= About this exercise =
Among the entries below, find all lines that include "RoutePolicy" and copy them.

= Records to process =
- - - -
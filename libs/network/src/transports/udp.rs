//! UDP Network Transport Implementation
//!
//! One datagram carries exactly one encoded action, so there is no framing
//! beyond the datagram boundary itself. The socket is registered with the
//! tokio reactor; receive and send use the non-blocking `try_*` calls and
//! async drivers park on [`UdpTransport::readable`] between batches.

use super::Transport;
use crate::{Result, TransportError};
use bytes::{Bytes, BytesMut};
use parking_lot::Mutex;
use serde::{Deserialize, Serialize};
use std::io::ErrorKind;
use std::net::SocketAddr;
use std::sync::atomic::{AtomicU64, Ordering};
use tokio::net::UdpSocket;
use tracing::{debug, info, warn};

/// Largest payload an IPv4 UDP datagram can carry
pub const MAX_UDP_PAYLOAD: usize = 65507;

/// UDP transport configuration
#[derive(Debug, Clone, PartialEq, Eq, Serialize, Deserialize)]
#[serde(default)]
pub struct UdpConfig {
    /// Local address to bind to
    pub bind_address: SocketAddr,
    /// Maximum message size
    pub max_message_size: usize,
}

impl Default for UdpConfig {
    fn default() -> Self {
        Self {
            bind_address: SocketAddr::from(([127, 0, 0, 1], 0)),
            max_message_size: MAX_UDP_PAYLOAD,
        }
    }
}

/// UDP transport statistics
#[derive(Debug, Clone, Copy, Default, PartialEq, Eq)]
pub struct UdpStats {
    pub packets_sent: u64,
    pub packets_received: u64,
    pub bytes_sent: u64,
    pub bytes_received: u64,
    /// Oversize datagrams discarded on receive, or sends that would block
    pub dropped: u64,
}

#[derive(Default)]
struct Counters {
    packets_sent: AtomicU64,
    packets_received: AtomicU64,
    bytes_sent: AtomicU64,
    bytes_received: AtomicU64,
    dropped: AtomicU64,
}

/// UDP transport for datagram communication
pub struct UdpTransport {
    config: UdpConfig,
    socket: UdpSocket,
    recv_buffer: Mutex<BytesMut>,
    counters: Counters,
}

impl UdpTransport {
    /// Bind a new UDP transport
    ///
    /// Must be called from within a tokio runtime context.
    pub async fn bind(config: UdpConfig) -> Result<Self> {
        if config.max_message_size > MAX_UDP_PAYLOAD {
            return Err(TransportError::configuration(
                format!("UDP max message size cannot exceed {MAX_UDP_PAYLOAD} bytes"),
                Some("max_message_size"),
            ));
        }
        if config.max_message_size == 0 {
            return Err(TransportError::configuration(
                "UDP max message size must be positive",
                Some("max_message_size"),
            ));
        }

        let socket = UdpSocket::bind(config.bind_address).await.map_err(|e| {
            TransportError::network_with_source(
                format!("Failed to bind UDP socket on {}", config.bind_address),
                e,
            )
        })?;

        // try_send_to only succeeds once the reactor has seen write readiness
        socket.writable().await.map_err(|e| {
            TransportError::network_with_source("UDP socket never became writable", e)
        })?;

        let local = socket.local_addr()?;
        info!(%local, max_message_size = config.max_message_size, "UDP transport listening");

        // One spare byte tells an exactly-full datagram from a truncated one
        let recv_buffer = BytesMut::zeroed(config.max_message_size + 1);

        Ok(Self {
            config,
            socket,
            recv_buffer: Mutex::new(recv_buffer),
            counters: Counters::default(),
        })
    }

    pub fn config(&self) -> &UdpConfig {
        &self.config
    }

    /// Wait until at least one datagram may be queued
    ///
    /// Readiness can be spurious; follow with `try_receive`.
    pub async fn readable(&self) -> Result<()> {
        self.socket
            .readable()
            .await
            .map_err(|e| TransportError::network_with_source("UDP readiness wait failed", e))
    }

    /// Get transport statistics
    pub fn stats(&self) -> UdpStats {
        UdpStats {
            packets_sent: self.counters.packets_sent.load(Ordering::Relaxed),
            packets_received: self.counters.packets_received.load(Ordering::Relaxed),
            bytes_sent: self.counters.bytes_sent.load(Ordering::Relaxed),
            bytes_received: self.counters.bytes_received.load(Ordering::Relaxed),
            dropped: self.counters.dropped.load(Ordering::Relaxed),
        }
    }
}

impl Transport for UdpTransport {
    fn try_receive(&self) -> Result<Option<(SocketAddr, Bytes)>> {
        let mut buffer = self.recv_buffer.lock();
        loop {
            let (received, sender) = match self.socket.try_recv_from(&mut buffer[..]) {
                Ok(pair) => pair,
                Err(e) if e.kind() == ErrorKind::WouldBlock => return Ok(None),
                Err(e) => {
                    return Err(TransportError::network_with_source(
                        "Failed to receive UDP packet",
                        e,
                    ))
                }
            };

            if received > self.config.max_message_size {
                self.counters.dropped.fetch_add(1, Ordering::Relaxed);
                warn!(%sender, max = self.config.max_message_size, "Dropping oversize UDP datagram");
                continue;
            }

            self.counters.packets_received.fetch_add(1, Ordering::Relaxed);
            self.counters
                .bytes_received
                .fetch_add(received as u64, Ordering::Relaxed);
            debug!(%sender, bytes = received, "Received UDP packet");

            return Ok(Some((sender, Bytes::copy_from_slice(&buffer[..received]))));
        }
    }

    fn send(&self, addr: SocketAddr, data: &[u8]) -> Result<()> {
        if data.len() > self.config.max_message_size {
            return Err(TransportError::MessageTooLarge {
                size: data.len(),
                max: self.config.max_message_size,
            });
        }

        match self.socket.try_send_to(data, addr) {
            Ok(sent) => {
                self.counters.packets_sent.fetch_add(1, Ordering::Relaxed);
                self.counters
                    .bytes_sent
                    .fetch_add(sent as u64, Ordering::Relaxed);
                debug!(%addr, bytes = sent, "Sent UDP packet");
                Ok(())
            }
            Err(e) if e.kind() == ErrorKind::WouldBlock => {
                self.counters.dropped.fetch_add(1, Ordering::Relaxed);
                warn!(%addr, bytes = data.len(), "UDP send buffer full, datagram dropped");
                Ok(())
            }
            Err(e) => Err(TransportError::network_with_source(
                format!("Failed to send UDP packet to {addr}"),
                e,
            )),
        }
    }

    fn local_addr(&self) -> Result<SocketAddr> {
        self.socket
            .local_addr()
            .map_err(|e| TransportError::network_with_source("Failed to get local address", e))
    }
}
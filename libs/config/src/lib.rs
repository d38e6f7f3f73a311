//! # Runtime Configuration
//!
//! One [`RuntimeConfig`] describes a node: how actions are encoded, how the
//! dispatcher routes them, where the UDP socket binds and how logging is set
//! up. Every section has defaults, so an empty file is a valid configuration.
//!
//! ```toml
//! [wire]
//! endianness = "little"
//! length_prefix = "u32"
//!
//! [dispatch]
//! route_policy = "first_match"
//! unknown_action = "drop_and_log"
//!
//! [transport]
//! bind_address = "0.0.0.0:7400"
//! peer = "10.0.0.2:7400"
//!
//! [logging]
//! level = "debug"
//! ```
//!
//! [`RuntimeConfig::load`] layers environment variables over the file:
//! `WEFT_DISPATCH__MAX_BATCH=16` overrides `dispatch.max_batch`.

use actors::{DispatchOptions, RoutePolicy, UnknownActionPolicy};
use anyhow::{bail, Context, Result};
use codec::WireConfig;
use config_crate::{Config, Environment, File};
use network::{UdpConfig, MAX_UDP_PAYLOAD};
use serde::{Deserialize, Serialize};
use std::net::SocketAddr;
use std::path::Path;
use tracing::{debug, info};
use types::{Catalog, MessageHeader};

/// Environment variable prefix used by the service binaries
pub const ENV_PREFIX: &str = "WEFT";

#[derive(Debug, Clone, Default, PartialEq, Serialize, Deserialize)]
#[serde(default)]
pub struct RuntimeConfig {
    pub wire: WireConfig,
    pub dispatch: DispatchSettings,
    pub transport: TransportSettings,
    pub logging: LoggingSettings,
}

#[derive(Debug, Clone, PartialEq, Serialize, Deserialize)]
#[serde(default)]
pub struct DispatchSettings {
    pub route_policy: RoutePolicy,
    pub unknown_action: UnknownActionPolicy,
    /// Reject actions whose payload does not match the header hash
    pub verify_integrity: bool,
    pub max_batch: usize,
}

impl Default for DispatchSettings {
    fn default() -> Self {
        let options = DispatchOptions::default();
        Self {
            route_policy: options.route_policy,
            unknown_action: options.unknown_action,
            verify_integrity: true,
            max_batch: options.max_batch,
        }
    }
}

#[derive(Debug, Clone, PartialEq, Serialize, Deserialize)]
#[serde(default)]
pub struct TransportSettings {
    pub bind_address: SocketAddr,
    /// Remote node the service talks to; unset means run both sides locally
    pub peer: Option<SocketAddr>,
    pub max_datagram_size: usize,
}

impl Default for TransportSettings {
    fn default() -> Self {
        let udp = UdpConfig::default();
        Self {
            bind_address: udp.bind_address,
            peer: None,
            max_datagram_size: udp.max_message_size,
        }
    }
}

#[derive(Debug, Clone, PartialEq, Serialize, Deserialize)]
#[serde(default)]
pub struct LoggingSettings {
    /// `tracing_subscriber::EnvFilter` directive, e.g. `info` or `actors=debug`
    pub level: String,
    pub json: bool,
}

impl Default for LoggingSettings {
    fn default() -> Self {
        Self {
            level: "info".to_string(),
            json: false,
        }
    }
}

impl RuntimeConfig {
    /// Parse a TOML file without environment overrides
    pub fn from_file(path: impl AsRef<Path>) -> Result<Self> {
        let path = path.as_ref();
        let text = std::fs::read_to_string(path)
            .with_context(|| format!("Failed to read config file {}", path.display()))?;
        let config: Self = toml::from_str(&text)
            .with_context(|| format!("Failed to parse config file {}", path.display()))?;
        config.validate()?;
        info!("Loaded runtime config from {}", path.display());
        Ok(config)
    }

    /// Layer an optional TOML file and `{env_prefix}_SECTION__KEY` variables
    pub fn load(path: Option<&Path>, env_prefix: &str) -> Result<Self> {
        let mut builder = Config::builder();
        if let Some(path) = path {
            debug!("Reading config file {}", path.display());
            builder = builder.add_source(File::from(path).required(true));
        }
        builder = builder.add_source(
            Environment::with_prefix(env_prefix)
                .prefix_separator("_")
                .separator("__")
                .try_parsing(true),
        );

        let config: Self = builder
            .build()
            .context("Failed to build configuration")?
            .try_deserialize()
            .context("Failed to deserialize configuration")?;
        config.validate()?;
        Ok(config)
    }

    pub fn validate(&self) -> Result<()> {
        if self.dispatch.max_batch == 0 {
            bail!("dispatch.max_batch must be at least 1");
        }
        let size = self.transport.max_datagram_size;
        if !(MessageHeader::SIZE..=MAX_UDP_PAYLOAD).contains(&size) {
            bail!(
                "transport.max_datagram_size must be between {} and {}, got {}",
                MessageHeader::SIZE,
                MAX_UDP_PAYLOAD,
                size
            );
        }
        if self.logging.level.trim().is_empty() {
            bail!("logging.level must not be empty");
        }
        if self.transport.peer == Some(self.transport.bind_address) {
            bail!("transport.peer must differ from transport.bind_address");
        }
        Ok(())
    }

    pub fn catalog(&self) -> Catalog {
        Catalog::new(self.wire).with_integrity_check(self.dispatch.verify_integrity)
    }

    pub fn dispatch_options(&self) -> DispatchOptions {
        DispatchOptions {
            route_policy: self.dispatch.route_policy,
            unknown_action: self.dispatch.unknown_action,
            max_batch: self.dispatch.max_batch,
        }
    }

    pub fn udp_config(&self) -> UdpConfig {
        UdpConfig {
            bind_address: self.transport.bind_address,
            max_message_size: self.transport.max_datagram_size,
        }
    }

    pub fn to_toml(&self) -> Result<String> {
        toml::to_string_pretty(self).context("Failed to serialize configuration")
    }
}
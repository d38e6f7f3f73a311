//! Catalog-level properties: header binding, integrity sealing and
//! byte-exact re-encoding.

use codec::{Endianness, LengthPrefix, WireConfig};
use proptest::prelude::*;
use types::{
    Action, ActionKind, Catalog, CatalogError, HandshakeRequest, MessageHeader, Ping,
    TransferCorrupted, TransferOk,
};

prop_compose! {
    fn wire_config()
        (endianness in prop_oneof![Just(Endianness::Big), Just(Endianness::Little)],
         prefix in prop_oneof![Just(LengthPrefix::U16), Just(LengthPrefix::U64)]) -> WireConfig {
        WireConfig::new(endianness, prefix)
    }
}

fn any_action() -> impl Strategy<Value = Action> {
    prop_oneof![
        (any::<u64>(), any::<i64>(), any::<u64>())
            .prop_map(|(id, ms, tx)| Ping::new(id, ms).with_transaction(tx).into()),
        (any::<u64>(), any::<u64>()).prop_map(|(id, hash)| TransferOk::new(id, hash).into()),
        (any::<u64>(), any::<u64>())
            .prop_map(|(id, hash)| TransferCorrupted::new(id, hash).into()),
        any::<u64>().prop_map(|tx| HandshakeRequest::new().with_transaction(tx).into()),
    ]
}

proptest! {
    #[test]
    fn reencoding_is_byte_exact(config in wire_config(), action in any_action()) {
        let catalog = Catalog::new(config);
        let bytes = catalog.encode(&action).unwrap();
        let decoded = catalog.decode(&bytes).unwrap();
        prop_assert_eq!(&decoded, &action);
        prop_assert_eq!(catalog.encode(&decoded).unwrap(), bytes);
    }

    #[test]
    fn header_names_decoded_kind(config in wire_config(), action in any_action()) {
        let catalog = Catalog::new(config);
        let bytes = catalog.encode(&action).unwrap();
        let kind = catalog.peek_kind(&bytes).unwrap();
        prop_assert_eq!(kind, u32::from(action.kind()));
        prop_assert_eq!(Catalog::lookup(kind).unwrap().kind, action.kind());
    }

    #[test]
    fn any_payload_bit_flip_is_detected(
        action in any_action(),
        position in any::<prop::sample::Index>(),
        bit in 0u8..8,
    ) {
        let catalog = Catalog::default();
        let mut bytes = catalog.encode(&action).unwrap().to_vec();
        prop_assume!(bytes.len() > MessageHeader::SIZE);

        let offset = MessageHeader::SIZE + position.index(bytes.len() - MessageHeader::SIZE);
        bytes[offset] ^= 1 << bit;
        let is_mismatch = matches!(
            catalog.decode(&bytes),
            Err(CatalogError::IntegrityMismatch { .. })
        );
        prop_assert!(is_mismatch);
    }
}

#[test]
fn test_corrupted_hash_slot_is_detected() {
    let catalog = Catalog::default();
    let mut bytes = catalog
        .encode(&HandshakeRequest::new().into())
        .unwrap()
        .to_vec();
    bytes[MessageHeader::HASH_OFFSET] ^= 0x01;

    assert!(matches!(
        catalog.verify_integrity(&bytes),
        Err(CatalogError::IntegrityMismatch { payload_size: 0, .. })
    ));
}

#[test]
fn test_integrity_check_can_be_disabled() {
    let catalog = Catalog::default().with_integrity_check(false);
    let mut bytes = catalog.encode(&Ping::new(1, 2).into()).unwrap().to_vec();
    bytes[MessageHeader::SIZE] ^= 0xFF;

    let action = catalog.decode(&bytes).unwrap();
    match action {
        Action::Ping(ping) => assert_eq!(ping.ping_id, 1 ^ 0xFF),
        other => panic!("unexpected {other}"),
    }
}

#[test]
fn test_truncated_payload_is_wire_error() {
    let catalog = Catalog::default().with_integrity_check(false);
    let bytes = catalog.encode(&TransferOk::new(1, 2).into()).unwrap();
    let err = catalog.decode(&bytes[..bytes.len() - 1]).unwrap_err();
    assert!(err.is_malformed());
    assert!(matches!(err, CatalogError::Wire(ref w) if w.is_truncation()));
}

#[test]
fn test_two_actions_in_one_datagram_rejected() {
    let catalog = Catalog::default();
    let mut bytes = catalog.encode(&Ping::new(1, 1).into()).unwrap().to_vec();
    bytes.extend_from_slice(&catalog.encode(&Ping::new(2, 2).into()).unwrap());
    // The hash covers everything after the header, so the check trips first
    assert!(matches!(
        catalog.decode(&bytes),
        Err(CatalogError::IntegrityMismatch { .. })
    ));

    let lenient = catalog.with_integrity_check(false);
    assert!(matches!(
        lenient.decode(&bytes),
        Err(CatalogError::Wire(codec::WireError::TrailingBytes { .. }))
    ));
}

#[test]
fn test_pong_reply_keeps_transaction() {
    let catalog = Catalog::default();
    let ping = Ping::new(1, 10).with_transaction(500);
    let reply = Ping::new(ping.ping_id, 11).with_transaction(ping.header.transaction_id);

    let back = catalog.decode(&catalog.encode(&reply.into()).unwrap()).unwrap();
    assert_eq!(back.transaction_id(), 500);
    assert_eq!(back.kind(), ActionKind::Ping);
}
- - - -
= Exercise solution =
use actors::{DispatchOptions, RoutePolicy, UnknownActionPolicy};
    pub route_policy: RoutePolicy,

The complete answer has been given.